A forum of stakeholders has urged the federal and state government to strengthen the implementation of the Child Rights Act (2003) in order to achieve better results in the protection of children in the country.
They made the call on Wednesday in Abuja at the linkage Meeting for Child Rights Implementation Committees (CRICs), in the FCT Abuja organized by ActionAid Nigeria (AAN) in partnership with European Union (EU) and the Ministry of Women Affairs.
The Co-chair of National Child Rights Implementation Committee (NCRIC), Dr. MacJohn Nwaobiala, lament the continuous abuse of children in the country including by learned or educated Nigerians.
He noted that Nigeria must addressed the challenge of having the highest number of out-of-school children in the world.
“I am not satisfied with the way children are being taken care of in this country. There are four pillars of rights for children; survival, protection, dissipation, and all these areas are not being thoroughly implemented in Nigeria,” Nwaobiala, a retired federal permanent secretary said.

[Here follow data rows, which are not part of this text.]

//! Domain models for the Lastmile backend.

pub mod audit_log;
pub mod cluster;
pub mod compliance;
pub mod geo_point;
pub mod geofence;
pub mod heatmap;
pub mod route;

pub use audit_log::{AuditAction, AuditEntityType, AuditLogEntry};
pub use cluster::DriverCluster;
pub use compliance::ComplianceStatus;
pub use geo_point::GeoPoint;
pub use geofence::{GeofenceStatus, GeofenceZone};
pub use route::{RouteResult, TransportMode};
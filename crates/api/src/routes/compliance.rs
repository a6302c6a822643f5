//! Compliance scoring endpoint handlers.

use axum::{
    extract::{Path, Query, State},
    Json,
};
use chrono::{DateTime, NaiveDate, Utc};
use serde::{Deserialize, Serialize};

use domain::models::compliance::{
    ComplianceReport, ComplianceStatus, ComplianceTrend, ComplianceTrendQuery, ScoreOutcome,
    ScoreWindowQuery,
};

use crate::app::AppState;
use crate::error::ApiError;

/// Score response with its classification and the window it covers.
///
/// `sampleSize` lets consumers distinguish a zero score earned from events
/// from a zero reported because no events were in range.
#[derive(Debug, Serialize)]
#[serde(rename_all = "camelCase")]
pub struct ScoreResponse {
    #[serde(skip_serializing_if = "Option::is_none")]
    pub entity_id: Option<i64>,
    pub score: f64,
    pub sample_size: usize,
    pub status: ComplianceStatus,
    pub from: DateTime<Utc>,
    pub to: DateTime<Utc>,
}

impl ScoreResponse {
    fn new(entity_id: Option<i64>, outcome: ScoreOutcome, window: &ScoreWindowQuery) -> Self {
        Self {
            entity_id,
            score: outcome.score,
            sample_size: outcome.sample_size,
            status: outcome.status(),
            from: window.from,
            to: window.to,
        }
    }
}

/// Driver compliance score over a window.
///
/// GET /api/v1/compliance/drivers/:driver_id/score?from=..&to=..
pub async fn driver_score(
    State(state): State<AppState>,
    Path(driver_id): Path<i64>,
    Query(window): Query<ScoreWindowQuery>,
) -> Result<Json<ScoreResponse>, ApiError> {
    let outcome = state
        .compliance
        .driver_score(driver_id, window.from, window.to)
        .await?;
    Ok(Json(ScoreResponse::new(Some(driver_id), outcome, &window)))
}

/// Partner compliance score over a window.
///
/// GET /api/v1/compliance/partners/:partner_id/score?from=..&to=..
pub async fn partner_score(
    State(state): State<AppState>,
    Path(partner_id): Path<i64>,
    Query(window): Query<ScoreWindowQuery>,
) -> Result<Json<ScoreResponse>, ApiError> {
    let outcome = state
        .compliance
        .partner_score(partner_id, window.from, window.to)
        .await?;
    Ok(Json(ScoreResponse::new(Some(partner_id), outcome, &window)))
}

/// System-wide compliance score over a window.
///
/// GET /api/v1/compliance/system/score?from=..&to=..
pub async fn system_score(
    State(state): State<AppState>,
    Query(window): Query<ScoreWindowQuery>,
) -> Result<Json<ScoreResponse>, ApiError> {
    let outcome = state.compliance.system_score(window.from, window.to).await?;
    Ok(Json(ScoreResponse::new(None, outcome, &window)))
}

/// Compliance trend: trailing window versus the window before it.
///
/// GET /api/v1/compliance/trends?entityId=..&entityType=..&windowDays=..
pub async fn trends(
    State(state): State<AppState>,
    Query(query): Query<ComplianceTrendQuery>,
) -> Result<Json<ComplianceTrend>, ApiError> {
    let trend = state.compliance.trends(&query).await?;
    Ok(Json(trend))
}

/// Query parameters for the aggregate report.
#[derive(Debug, Deserialize)]
#[serde(rename_all = "camelCase")]
pub struct ReportQuery {
    pub from_date: NaiveDate,
    pub to_date: NaiveDate,
}

/// Aggregate compliance report for dashboards.
///
/// GET /api/v1/compliance/report?fromDate=..&toDate=..
pub async fn report(
    State(state): State<AppState>,
    Query(query): Query<ReportQuery>,
) -> Result<Json<ComplianceReport>, ApiError> {
    let report = state
        .compliance
        .report(query.from_date, query.to_date)
        .await?;
    Ok(Json(report))
}
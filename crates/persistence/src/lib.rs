//! Persistence layer for the Lastmile backend.
//!
//! This crate contains:
//! - Database connection management
//! - Entity definitions (database row mappings)
//! - Repository implementations

pub mod db;
pub mod entities;
pub mod metrics;
pub mod repositories;
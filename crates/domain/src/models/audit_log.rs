//! Audit log domain models.
//!
//! The audit log is owned by the wider platform; this core consumes
//! time-bounded, entity-type-filtered slices as the sole input to compliance
//! scoring.

use chrono::{DateTime, Utc};
use serde::{Deserialize, Serialize};
use std::str::FromStr;

/// Entity types that appear in the audit log.
#[derive(Debug, Clone, Copy, PartialEq, Eq, Hash, Serialize, Deserialize)]
#[serde(rename_all = "SCREAMING_SNAKE_CASE")]
pub enum AuditEntityType {
    User,
    Driver,
    Partner,
    Customer,
    Delivery,
    Payment,
    InventoryItem,
    Product,
    Wallet,
    Notification,
}

impl AuditEntityType {
    /// All entity types, used for system-wide scoring.
    pub const ALL: [AuditEntityType; 10] = [
        Self::User,
        Self::Driver,
        Self::Partner,
        Self::Customer,
        Self::Delivery,
        Self::Payment,
        Self::InventoryItem,
        Self::Product,
        Self::Wallet,
        Self::Notification,
    ];

    /// Entity types consulted for driver compliance scoring.
    pub const DRIVER_RELEVANT: [AuditEntityType; 3] =
        [Self::Delivery, Self::Driver, Self::Payment];

    /// Entity types consulted for partner compliance scoring.
    pub const PARTNER_RELEVANT: [AuditEntityType; 5] = [
        Self::Delivery,
        Self::Partner,
        Self::InventoryItem,
        Self::Product,
        Self::Payment,
    ];

    pub fn as_str(&self) -> &'static str {
        match self {
            Self::User => "USER",
            Self::Driver => "DRIVER",
            Self::Partner => "PARTNER",
            Self::Customer => "CUSTOMER",
            Self::Delivery => "DELIVERY",
            Self::Payment => "PAYMENT",
            Self::InventoryItem => "INVENTORY_ITEM",
            Self::Product => "PRODUCT",
            Self::Wallet => "WALLET",
            Self::Notification => "NOTIFICATION",
        }
    }
}

impl FromStr for AuditEntityType {
    type Err = String;

    fn from_str(s: &str) -> Result<Self, Self::Err> {
        match s.to_uppercase().as_str() {
            "USER" => Ok(Self::User),
            "DRIVER" => Ok(Self::Driver),
            "PARTNER" => Ok(Self::Partner),
            "CUSTOMER" => Ok(Self::Customer),
            "DELIVERY" => Ok(Self::Delivery),
            "PAYMENT" => Ok(Self::Payment),
            "INVENTORY_ITEM" => Ok(Self::InventoryItem),
            "PRODUCT" => Ok(Self::Product),
            "WALLET" => Ok(Self::Wallet),
            "NOTIFICATION" => Ok(Self::Notification),
            _ => Err(format!("Unknown audit entity type: {}", s)),
        }
    }
}

impl std::fmt::Display for AuditEntityType {
    fn fmt(&self, f: &mut std::fmt::Formatter<'_>) -> std::fmt::Result {
        write!(f, "{}", self.as_str())
    }
}

/// Audited actions.
#[derive(Debug, Clone, Copy, PartialEq, Eq, Hash, Serialize, Deserialize)]
#[serde(rename_all = "SCREAMING_SNAKE_CASE")]
pub enum AuditAction {
    Create,
    Update,
    Delete,
    Activate,
    Deactivate,
    Verify,
    Unverify,
    Assign,
    Unassign,
    Complete,
    Cancel,
    PaymentInitiated,
    PaymentCompleted,
    PaymentFailed,
    Login,
    Logout,
    PasswordChange,
    RoleChange,
    PermissionChange,
}

impl AuditAction {
    pub fn as_str(&self) -> &'static str {
        match self {
            Self::Create => "CREATE",
            Self::Update => "UPDATE",
            Self::Delete => "DELETE",
            Self::Activate => "ACTIVATE",
            Self::Deactivate => "DEACTIVATE",
            Self::Verify => "VERIFY",
            Self::Unverify => "UNVERIFY",
            Self::Assign => "ASSIGN",
            Self::Unassign => "UNASSIGN",
            Self::Complete => "COMPLETE",
            Self::Cancel => "CANCEL",
            Self::PaymentInitiated => "PAYMENT_INITIATED",
            Self::PaymentCompleted => "PAYMENT_COMPLETED",
            Self::PaymentFailed => "PAYMENT_FAILED",
            Self::Login => "LOGIN",
            Self::Logout => "LOGOUT",
            Self::PasswordChange => "PASSWORD_CHANGE",
            Self::RoleChange => "ROLE_CHANGE",
            Self::PermissionChange => "PERMISSION_CHANGE",
        }
    }
}

impl FromStr for AuditAction {
    type Err = String;

    fn from_str(s: &str) -> Result<Self, Self::Err> {
        match s.to_uppercase().as_str() {
            "CREATE" => Ok(Self::Create),
            "UPDATE" => Ok(Self::Update),
            "DELETE" => Ok(Self::Delete),
            "ACTIVATE" => Ok(Self::Activate),
            "DEACTIVATE" => Ok(Self::Deactivate),
            "VERIFY" => Ok(Self::Verify),
            "UNVERIFY" => Ok(Self::Unverify),
            "ASSIGN" => Ok(Self::Assign),
            "UNASSIGN" => Ok(Self::Unassign),
            "COMPLETE" => Ok(Self::Complete),
            "CANCEL" => Ok(Self::Cancel),
            "PAYMENT_INITIATED" => Ok(Self::PaymentInitiated),
            "PAYMENT_COMPLETED" => Ok(Self::PaymentCompleted),
            "PAYMENT_FAILED" => Ok(Self::PaymentFailed),
            "LOGIN" => Ok(Self::Login),
            "LOGOUT" => Ok(Self::Logout),
            "PASSWORD_CHANGE" => Ok(Self::PasswordChange),
            "ROLE_CHANGE" => Ok(Self::RoleChange),
            "PERMISSION_CHANGE" => Ok(Self::PermissionChange),
            _ => Err(format!("Unknown audit action: {}", s)),
        }
    }
}

impl std::fmt::Display for AuditAction {
    fn fmt(&self, f: &mut std::fmt::Formatter<'_>) -> std::fmt::Result {
        write!(f, "{}", self.as_str())
    }
}

/// A single audit log entry, as read from the audit store.
#[derive(Debug, Clone, Serialize, Deserialize)]
#[serde(rename_all = "camelCase")]
pub struct AuditLogEntry {
    pub id: i64,
    pub entity_type: AuditEntityType,
    pub entity_id: i64,
    pub action: AuditAction,
    pub actor_id: Option<i64>,
    pub actor_email: Option<String>,
    #[serde(skip_serializing_if = "Option::is_none")]
    pub before_snapshot: Option<serde_json::Value>,
    #[serde(skip_serializing_if = "Option::is_none")]
    pub after_snapshot: Option<serde_json::Value>,
    pub created_at: DateTime<Utc>,
}

#[cfg(test)]
mod tests {
    use super::*;

    #[test]
    fn test_entity_type_round_trip() {
        for entity_type in AuditEntityType::ALL {
            let parsed: AuditEntityType = entity_type.as_str().parse().unwrap();
            assert_eq!(parsed, entity_type);
        }
    }

    #[test]
    fn test_entity_type_from_str_case_insensitive() {
        assert_eq!(
            "inventory_item".parse::<AuditEntityType>().unwrap(),
            AuditEntityType::InventoryItem
        );
        assert!("unknown".parse::<AuditEntityType>().is_err());
    }

    #[test]
    fn test_action_from_str() {
        assert_eq!(
            "PAYMENT_FAILED".parse::<AuditAction>().unwrap(),
            AuditAction::PaymentFailed
        );
        assert_eq!("complete".parse::<AuditAction>().unwrap(), AuditAction::Complete);
        assert!("invalid".parse::<AuditAction>().is_err());
    }

    #[test]
    fn test_action_display() {
        assert_eq!(AuditAction::PaymentCompleted.to_string(), "PAYMENT_COMPLETED");
        assert_eq!(AuditAction::Delete.to_string(), "DELETE");
    }

    #[test]
    fn test_driver_relevant_types() {
        assert!(AuditEntityType::DRIVER_RELEVANT.contains(&AuditEntityType::Delivery));
        assert!(AuditEntityType::DRIVER_RELEVANT.contains(&AuditEntityType::Driver));
        assert!(AuditEntityType::DRIVER_RELEVANT.contains(&AuditEntityType::Payment));
        assert!(!AuditEntityType::DRIVER_RELEVANT.contains(&AuditEntityType::Product));
    }

    #[test]
    fn test_entry_serialization() {
        let entry = AuditLogEntry {
            id: 1,
            entity_type: AuditEntityType::Delivery,
            entity_id: 42,
            action: AuditAction::Complete,
            actor_id: Some(7),
            actor_email: Some("dispatcher@example.com".to_string()),
            before_snapshot: None,
            after_snapshot: None,
            created_at: Utc::now(),
        };
        let json = serde_json::to_string(&entry).unwrap();
        assert!(json.contains("\"entityType\":\"DELIVERY\""));
        assert!(json.contains("\"action\":\"COMPLETE\""));
        assert!(!json.contains("beforeSnapshot"));
    }
}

He said there are lots of abuses of children across the country, including where one don’t expect children to be abused, especially in settings where the educated are perpetrators of such acts.
He said, “Look at the situation of the house-boys and house-girls people have in their homes, children on the streets, Nigeria has the highest number of out-of-school children globally, and also children are raped and abused, and there is a lot to be done, and it calls for a concern.”
He said government alone should not be left to address this issue but NGOs, traditional leaders, community members, religious organizations, and media should play active role to stem the tide and give children the needed protection as they are the building blocks of the society and its future.
Speaking earlier, the Programme Advisor, ActionAid Nigeria, Mr. Ubong Tommy, said there are identified challenges that brought about the meeting which include violence against children, cultural practices that endanger the lives of children, infanticide in and around FCT and other kinds of abuses against children.
He said that the objective of the meeting is to strengthen the capacity of the CRICs in Abaji, Abuja Municipal Area Council (AMAC), Kwali, Kuje, and Gwagwalada area councils to carry out their case management function, raise awareness on the Child Right Act 2003; provide a forum that brings together all CRICs across FCT.
He said the meeting was also aimed at building capacity of existing and newly formed CRIC on their roles and responsibilities; increase accountability for the protection of children in the FCT; and promote referrals.
“A meeting like this gives us the opportunity to bring all the various strata of this committee from the local, state, and national level together to be able to first of all share learning, information and bring up the issues hoping that the government officials, major stakeholders that are here will take up these issues.
“We believe that if this committee that is backed by Child Rights Act of 2003 is allowed to function effectively it will have a very positive impact on our fight to protect children in Nigeria,” Tommy said.
He said the meeting was strategically organised and targeted towards very key individuals in the FCT that can off-take the issues of children in the various FCT communities, and report them to the appropriate authority for action.
He noted that Nigeria is mandated to prepare certain documents as report to the African Union (AU), and a meeting like this will provide is needed to make those kinds of reports in order to get the desired attention expected.